Hay beneficios indudables que vienen de elevar la paternidad a la condición de una religión, pero hay riesgos evidentes también. Los padres que no se sienten libres de expresar sus sentimientos con honestidad tienen menos probabilidades de resolver los problemas en casa. Los niños que son criados para creer que son el centro del universo sufren momentos difíciles cuando su condición especial se erosiona al acercarse a la edad adulta. Lo más preocupante de todo, es que las parejas que llevan vidas completamente centradas en torno a los niños pueden perder el contacto entre ellos, hasta el punto en que no tienen nada que decirse el uno al otro cuando los niños se van de la casa.
En el siglo 21, la mayoría de los estadounidenses se casan por amor. Elegimos parejas que esperamos sean nuestras almas gemelas para toda la vida.

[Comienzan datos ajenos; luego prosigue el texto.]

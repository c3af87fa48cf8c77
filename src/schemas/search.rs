use serde::{Deserialize, Serialize};

use crate::schemas::catalog::{ChapterResponse, SubjectResponse};
use crate::schemas::quiz::{QuestionResponse, QuizResponse};
use crate::schemas::user::UserResponse;

#[derive(Debug, Default, Deserialize)]
pub(crate) struct SearchQuery {
    #[serde(default)]
    pub(crate) q: Option<String>,
    #[serde(default, rename = "type")]
    pub(crate) kind: Option<String>,
}

/// Which entity groups a search covers.
#[derive(Debug, Clone, Copy, PartialEq, Eq)]
pub(crate) enum SearchScope {
    All,
    Users,
    Subjects,
    Chapters,
    Quizzes,
    Questions,
}

impl SearchScope {
    pub(crate) fn parse(value: Option<&str>) -> Option<Self> {
        match value.map(str::trim).unwrap_or("all") {
            "" | "all" => Some(Self::All),
            "users" => Some(Self::Users),
            "subjects" => Some(Self::Subjects),
            "chapters" => Some(Self::Chapters),
            "quizzes" => Some(Self::Quizzes),
            "questions" => Some(Self::Questions),
            _ => None,
        }
    }

    pub(crate) fn includes(self, scope: SearchScope) -> bool {
        self == Self::All || self == scope
    }
}

#[derive(Debug, Default, Serialize)]
pub(crate) struct SearchResults {
    pub(crate) users: Vec<UserResponse>,
    pub(crate) subjects: Vec<SubjectResponse>,
    pub(crate) chapters: Vec<ChapterResponse>,
    pub(crate) quizzes: Vec<QuizResponse>,
    pub(crate) questions: Vec<QuestionResponse>,
}

impl SearchResults {
    pub(crate) fn total(&self) -> usize {
        self.users.len()
            + self.subjects.len()
            + self.chapters.len()
            + self.quizzes.len()
            + self.questions.len()
    }
}

#[derive(Debug, Serialize)]
pub(crate) struct SearchResponse {
    pub(crate) search_query: String,
    pub(crate) total_results: usize,
    pub(crate) results: SearchResults,
}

Cuando llegan los hijos, creemos que podemos pulsar pausa en la historia de nuestra alma gemela, porque la paternidad se ha convertido en nuestra nueva prioridad y religión. Criamos a nuestros hijos lo mejor que podemos, y sabemos que hemos tenido éxito si ellos nos abandonan, salen al mundo y encuentran una pareja con la que tener sus propios hijos. Una vez que nuestros dioses nos han abandonado, tratamos de recoger los pedazos de nuestro matrimonio que han sido descuidados durante mucho tiempo y tratamos de encontrar un nuevo propósito.
¿Es entonces sorprendente que las tasas de divorcio estén aumentando más rápido en aquellos nidos vacíos? Tal vez es hora de que reevaluemos la religión de la paternidad y que lo pensemos dos veces antes de unirnos a ella.